* _Work to be completed_
Every line in the listing below from the one with "return Ok(ExitCode::SUCCESS);" through the one with "if let Some(size) = body_size" is to be reproduced exactly, both ends included; leave out the rest.
Content starts
//! DocFlow - batch document processing from the command line.
//!
//! # Overview
//!
//! Three batch jobs, each run over a whole folder:
//! - `replace`: apply the replacement rules to document text and file names
//! - `combine`: convert generated documents to PDF and append their invoices
//! - `font`: set every run to one font family and size
//!
//! plus `rules` to edit the stored replacement rule table.
//!
//! # Execution Flow
//!
//! 1. Load `DocFlow Config.yaml` (plus `DOCFLOW_` environment overrides)
//! 2. Initialize logging → `<log_dir>/docflow.<date>`
//! 3. Plan the batch synchronously; setup errors stop here with exit code 2
//! 4. Run the plan on a multi-threaded tokio runtime while the console
//!    presenter drains the progress queue
//! 5. Print the report; exit code 1 if any file failed
//!
//! Ctrl-C cancels tasks that have not finished yet; each still reports a
//! result.

use anyhow::{Context, Result, anyhow};
use camino::Utf8PathBuf;
use clap::{ArgAction, Parser, Subcommand};
use docflow::batch::{
    BatchOrchestrator, BatchPlan, TaskExecutor, plan_font_normalization, plan_invoice_merge,
    plan_text_replacement,
};
use docflow::metrics::Metrics;
use docflow::models::{BatchReport, DocFlowSettings, ReplacementRule, RuleSet};
use docflow::progress::progress_channel;
use docflow::services::{InvoiceMatcher, LopdfMerger, SofficeConverter};
use docflow::ui::{ConsolePresenter, write_report};
use docflow::{APP_NAME, ConfigManager, SetupError, StateManager, VERSION};
use std::process::ExitCode;
use std::sync::Arc;
use std::time::Duration;
use tokio::sync::watch;

#[derive(Parser, Debug)]
#[command(name = "docflow", version, about)]
struct Cli {
    /// Folder holding DocFlow Config.yaml and DocFlow Rules.yaml
    #[arg(long, global = true, default_value = "DocFlow Data")]
    config_dir: Utf8PathBuf,

    /// Worker pool size (overrides the config file)
    #[arg(long, global = true)]
    workers: Option<usize>,

    /// Verbose logging on stderr and in the log file
    #[arg(long, global = true)]
    debug: bool,

    /// Only print finished files and the final report
    #[arg(short, long, global = true)]
    quiet: bool,

    #[command(subcommand)]
    command: Command,
}

#[derive(Subcommand, Debug)]
enum Command {
    /// Replace text in every DOCX of a folder and rename the outputs
    Replace {
        origin: Utf8PathBuf,
        destination: Utf8PathBuf,

        /// Use this rule instead of the stored table (repeatable)
        #[arg(long = "rule", num_args = 2, value_names = ["OLD", "NEW"], action = ArgAction::Append)]
        rules: Vec<String>,

        /// Only process files whose name contains this text
        #[arg(long)]
        filter: Option<String>,
    },

    /// Combine generated documents with their invoice PDFs
    Combine {
        generated: Utf8PathBuf,
        invoices: Utf8PathBuf,
        destination: Utf8PathBuf,

        /// Separator between the invoice key and the rest of a document name
        #[arg(long)]
        separator: Option<String>,

        #[arg(long)]
        filter: Option<String>,
    },

    /// Set the font of every DOCX of a folder
    Font {
        origin: Utf8PathBuf,
        destination: Utf8PathBuf,

        #[arg(long)]
        family: Option<String>,

        /// Body text size in points
        #[arg(long)]
        body_size: Option<f32>,

        /// Footer text size in points
        #[arg(long)]
        footer_size: Option<f32>,

        #[arg(long)]
        filter: Option<String>,
    },

    /// Show or edit the stored replacement rules
    Rules {
        #[command(subcommand)]
        action: RulesCommand,
    },
}

#[derive(Subcommand, Debug)]
enum RulesCommand {
    /// Print the rules in application order
    List,
    /// Append a rule
    Add { old: String, new: String },
    /// Remove a rule by its number in `rules list`
    Remove { number: usize },
    /// Remove every rule
    Clear,
}

fn main() -> ExitCode {
    let cli = Cli::parse();

    match run(cli) {
        Ok(code) => code,
        Err(e) => {
            tracing::error!("{:#}", e);
            eprintln!("Error: {:#}", e);
            ExitCode::from(2)
        }
    }
}

fn run(cli: Cli) -> Result<ExitCode> {
    let config_manager = ConfigManager::new(&cli.config_dir)?;
    let mut settings = config_manager.load_user_config()?.settings;
    if let Some(workers) = cli.workers {
        settings.max_workers = workers;
    }
    settings.debug_mode |= cli.debug;

    let log_dir = config_manager.config_dir().join(&settings.log_dir);
    let _guard = docflow::logging::setup_logging(&log_dir, "docflow", settings.debug_mode, true)?;

    tracing::info!("Starting {} v{}", APP_NAME, VERSION);

    let plan = match cli.command {
        Command::Rules { action } => {
            edit_rules(&config_manager, action)?;
            return Ok(ExitCode::SUCCESS);
        }
        Command::Replace {
            origin,
            destination,
            rules,
            filter,
        } => {
            apply_filter(&mut settings, filter);
            let rules = if rules.is_empty() {
                config_manager.load_rules()?
            } else {
                rules_from_args(&rules)?
            };
            plan_text_replacement(&origin, &destination, &rules, settings.name_filter())?
        }
        Command::Combine {
            generated,
            invoices,
            destination,
            separator,
            filter,
        } => {
            apply_filter(&mut settings, filter);
            if let Some(separator) = separator {
                settings.key_separator = separator;
            }
            let matcher = InvoiceMatcher::new(settings.key_separator.clone());
            plan_invoice_merge(
                &generated,
                &invoices,
                &destination,
                &matcher,
                settings.name_filter(),
            )?
        }
        Command::Font {
            origin,
            destination,
            family,
            body_size,
            footer_size,
            filter,
        } => {
            apply_filter(&mut settings, filter);
            if let Some(family) = family {
                settings.font.family = family;
            }
            if let Some(size) = body_size {
                settings.font.body_size_pt = size;
            }
            if let Some(size) = footer_size {
                settings.font.footer_size_pt = size;
            }
            plan_font_normalization(&origin, &destination, &settings.font, settings.name_filter())?
        }
    };

    let runtime = tokio::runtime::Builder::new_multi_thread()
        .enable_all()
        .thread_name("docflow-worker")
        .build()
        .context("Failed to build tokio runtime")?;

    let report = runtime.block_on(execute(plan, &settings, cli.quiet))?;

    write_report(&mut std::io::stdout().lock(), &report)?;

    runtime.shutdown_timeout(Duration::from_secs(5));
    tracing::info!("Shutdown complete");

    if report.failures().next().is_some() {
        Ok(ExitCode::FAILURE)
    } else {
        Ok(ExitCode::SUCCESS)
    }
}

/// Run a planned batch with the console presenter attached
async fn execute(
    plan: BatchPlan,
    settings: &DocFlowSettings,
    quiet: bool,
) -> Result<BatchReport, SetupError> {
    let metrics = Arc::new(Metrics::new());
    let (reporter, receiver) = progress_channel();
    let reporter = reporter.with_metrics(Arc::clone(&metrics));
    let (cancel_tx, cancel_rx) = watch::channel(false);
    let state = StateManager::new();

    let converter = SofficeConverter::new(
        settings.soffice_path.clone(),
        Duration::from_secs(settings.conversion_timeout_secs),
    );
    let temp_root = Some(settings.temp_dir.trim())
        .filter(|dir| !dir.is_empty())
        .map(Utf8PathBuf::from);
    let executor =
        TaskExecutor::new(Arc::new(converter), Arc::new(LopdfMerger)).with_temp_root(temp_root);
    let orchestrator = BatchOrchestrator::new(executor, settings.pool_size(), reporter, cancel_rx)
        .with_metrics(Arc::clone(&metrics));

    let interrupt = tokio::spawn(watch_interrupts(
        tokio::signal::ctrl_c,
        state.clone(),
        cancel_tx,
    ));

    let presenter = ConsolePresenter::new(state, quiet);
    let batch = async move {
        let result = orchestrator.run(plan).await;
        // Drops the last reporter so the presenter sees the end of the queue
        drop(orchestrator);
        result
    };

    let (result, _final_state) = tokio::join!(batch, presenter.run(receiver));
    interrupt.abort();
    metrics.log_summary();

    result
}

/// Exit code after a second Ctrl-C, as a shell reports SIGINT
const FORCED_EXIT_CODE: i32 = 130;

/// First interrupt cancels the batch; a second one quits at once, leaving
/// any hung conversion behind
async fn watch_interrupts<F, Fut>(
    mut next_signal: F,
    state: StateManager,
    cancel_tx: watch::Sender<bool>,
) where
    F: FnMut() -> Fut,
    Fut: Future<Output = std::io::Result<()>>,
{
    if forced_quit(&mut next_signal, &state, &cancel_tx).await {
        eprintln!("Interrupted again, exiting without waiting for running tasks");
        std::process::exit(FORCED_EXIT_CODE);
    }
}

/// `true` once the second interrupt arrives
async fn forced_quit<F, Fut>(
    next_signal: &mut F,
    state: &StateManager,
    cancel_tx: &watch::Sender<bool>,
) -> bool
where
    F: FnMut() -> Fut,
    Fut: Future<Output = std::io::Result<()>>,
{
    if next_signal().await.is_err() {
        return false;
    }
    let (completed, total) = state.read(|s| (s.completed(), s.total));
    tracing::warn!(
        "Interrupted after {}/{} files - cancelling remaining tasks (Ctrl-C again to quit)",
        completed,
        total
    );
    let _ = cancel_tx.send(true);

    if next_signal().await.is_err() {
        return false;
    }
    tracing::error!("Second interrupt, exiting with code {}", FORCED_EXIT_CODE);
    true
}

fn apply_filter(settings: &mut DocFlowSettings, filter: Option<String>) {
    if let Some(filter) = filter {
        settings.name_filter = filter;
    }
}

/// Rule set from `--rule OLD NEW` pairs, in command-line order
fn rules_from_args(args: &[String]) -> Result<RuleSet> {
    let mut rules = RuleSet::new();
    for pair in args.chunks_exact(2) {
        let rule = ReplacementRule::new(pair[0].as_str(), pair[1].as_str())
            .with_context(|| format!("Invalid rule {:?} -> {:?}", pair[0], pair[1]))?;
        rules.add(rule)?;
    }
    Ok(rules)
}

fn edit_rules(config_manager: &ConfigManager, action: RulesCommand) -> Result<()> {
    let mut rules = config_manager.load_rules()?;

    match action {
        RulesCommand::List => {
            if rules.is_empty() {
                println!("No replacement rules ({})", config_manager.rules_path());
            }
            for (index, rule) in rules.iter().enumerate() {
                println!("{:>3}. {:?} → {:?}", index + 1, rule.old_text(), rule.new_text());
            }
            for (producer, consumer) in rules.cascade_conflicts() {
                println!(
                    "warning: rule {} produces text matched by rule {}",
                    producer + 1,
                    consumer + 1
                );
            }
            return Ok(());
        }
        RulesCommand::Add { old, new } => {
            rules.add(ReplacementRule::new(old, new)?)?;
        }
        RulesCommand::Remove { number } => {
            let index = number
                .checked_sub(1)
                .ok_or_else(|| anyhow!("Rule numbers start at 1"))?;
            let removed = rules.remove(index)?;
            tracing::info!("Removed rule {:?} -> {:?}", removed.old_text(), removed.new_text());
        }
        RulesCommand::Clear => rules.clear(),
    }

    config_manager.save_rules(&rules)?;
    println!("{} rule(s) saved to {}", rules.len(), config_manager.rules_path());
    Ok(())
}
Content ends
* _Task result_
            return Ok(ExitCode::SUCCESS);
        }
        Command::Replace {
            origin,
            destination,
            rules,
            filter,
        } => {
            apply_filter(&mut settings, filter);
            let rules = if rules.is_empty() {
                config_manager.load_rules()?
            } else {
                rules_from_args(&rules)?
            };
            plan_text_replacement(&origin, &destination, &rules, settings.name_filter())?
        }
        Command::Combine {
            generated,
            invoices,
            destination,
            separator,
            filter,
        } => {
            apply_filter(&mut settings, filter);
            if let Some(separator) = separator {
                settings.key_separator = separator;
            }
            let matcher = InvoiceMatcher::new(settings.key_separator.clone());
            plan_invoice_merge(
                &generated,
                &invoices,
                &destination,
                &matcher,
                settings.name_filter(),
            )?
        }
        Command::Font {
            origin,
            destination,
            family,
            body_size,
            footer_size,
            filter,
        } => {
            apply_filter(&mut settings, filter);
            if let Some(family) = family {
                settings.font.family = family;
            }
            if let Some(size) = body_size {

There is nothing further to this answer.